You really think so? I agree with you that there are many deficiencies in the
Australian constitution, plus a national tradition of constitutional
conservatism which means most attempts to address these deficiencies are
doomed to fail. But in calling it "categorically the worst", I think you go
too far.

I think the (unwritten) UK constitution is worse. Similar to the US Supreme
Court, the High Court of Australia has the power to overrule the Australian
Parliament and nullify unconstitutional legislation, even though it uses that
power somewhat sparingly. By contrast, the UK Parliament is "sovereign", which
means the courts cannot overrule Parliament. The UK courts effectively have
the power to strike down primary legislation contrary to EU law, but with
Brexit that power is going away. They also have the power to issue a
"declaration of incompatibility" saying that legislation violates human
rights, but that does not by itself void the legislation – either Parliament
must act to amend or repeal the legislation, or there is also a fast track
procedure whereby ministers can amend it without going to Parliament, but
until either Parliament or the ministers act the legislation stays in force.
(Also, Parliament granted the courts this power, and can take it away at any
time by a simple majority vote in each House.)
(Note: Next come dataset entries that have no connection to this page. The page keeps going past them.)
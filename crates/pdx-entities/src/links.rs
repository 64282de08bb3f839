//! Many-to-many join tables between Pokémon and their shared entities.
//!
//! Each link records the position of the shared entity in the upstream
//! record so that reads return types and abilities in source order.

/// Link row between a Pokémon and one of its types.
#[derive(Debug, Clone, Copy, PartialEq, Eq)]
pub struct PokemonType;

/// Link row between a Pokémon and one of its abilities.
#[derive(Debug, Clone, Copy, PartialEq, Eq)]
pub struct PokemonAbility;

#[cfg(feature = "database")]
mod schema {
    use super::*;
    use pdx_pg::*;

    impl Schema for PokemonType {
        fn name() -> &'static str {
            POKEMON_TYPES
        }
        fn creates() -> &'static str {
            const_format::concatcp!(
                "CREATE TABLE IF NOT EXISTS ",
                POKEMON_TYPES,
                " (
                    pokemon_id  INTEGER NOT NULL REFERENCES ",
                POKEMON,
                "(id) ON DELETE CASCADE,
                    type_id     INTEGER NOT NULL REFERENCES ",
                TYPES,
                "(id),
                    slot        INTEGER NOT NULL,
                    PRIMARY KEY (pokemon_id, type_id)
                );"
            )
        }
        fn indices() -> &'static str {
            const_format::concatcp!(
                "CREATE INDEX IF NOT EXISTS idx_pokemon_types_type ON ",
                POKEMON_TYPES,
                " (type_id);"
            )
        }
    }

    impl Schema for PokemonAbility {
        fn name() -> &'static str {
            POKEMON_ABILITIES
        }
        fn creates() -> &'static str {
            const_format::concatcp!(
                "CREATE TABLE IF NOT EXISTS ",
                POKEMON_ABILITIES,
                " (
                    pokemon_id  INTEGER NOT NULL REFERENCES ",
                POKEMON,
                "(id) ON DELETE CASCADE,
                    ability_id  INTEGER NOT NULL REFERENCES ",
                ABILITIES,
                "(id),
                    slot        INTEGER NOT NULL,
                    PRIMARY KEY (pokemon_id, ability_id)
                );"
            )
        }
        fn indices() -> &'static str {
            const_format::concatcp!(
                "CREATE INDEX IF NOT EXISTS idx_pokemon_abilities_ability ON ",
                POKEMON_ABILITIES,
                " (ability_id);"
            )
        }
    }
}
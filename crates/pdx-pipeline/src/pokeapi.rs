use super::*;
use pdx_core::Settings;
use std::time::Duration;

/// PokeAPI client fetching `GET {base}/pokemon/{id}`.
#[derive(Debug, Clone)]
pub struct PokeApi {
    client: reqwest::Client,
    base: String,
}

impl PokeApi {
    pub fn new(base: &str, timeout: Duration) -> Result<Self, FetchError> {
        let client = reqwest::Client::builder()
            .timeout(timeout)
            .user_agent(concat!("pokedex/", env!("CARGO_PKG_VERSION")))
            .build()?;
        Ok(Self {
            client,
            base: base.trim_end_matches('/').to_string(),
        })
    }
    pub fn from_settings(settings: &Settings) -> Result<Self, FetchError> {
        Self::new(&settings.pokeapi_url, settings.fetch_timeout)
    }
    pub fn url(&self, id: i32) -> String {
        format!("{}/pokemon/{}", self.base, id)
    }
}

#[async_trait::async_trait]
impl Source for PokeApi {
    async fn fetch(&self, id: i32) -> Result<serde_json::Value, FetchError> {
        let ref url = self.url(id);
        log::debug!("fetching {}", url);
        let response = self.client.get(url).send().await?;
        match response.status() {
            status if status.is_success() => Ok(response.json().await?),
            reqwest::StatusCode::NOT_FOUND => Err(FetchError::NotFound(id)),
            status => Err(FetchError::Status(id, status.as_u16())),
        }
    }
}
I think another way the Australian constitution is superior to the UK
constitution is that the Australian constitution bans the national government
from establishing a religion (the ban doesn't strictly speaking apply to the
state governments, but in practice they abide by it), whereas the UK
constitution establishes a state church in one of its four constituent
countries (England).

Also, the UK Parliament has in theory unlimited power to overrule or even
abolish the devolved administrations (Scotland, Wales, Northern Ireland) at
any time, by a simple majority vote (even though real world political
constraints mean that trying to use that power could easily lead to the
violent breakup of the UK). By contrast, the Australian Parliament can't
legally abolish the states without a national referendum which would be very
unlikely to pass.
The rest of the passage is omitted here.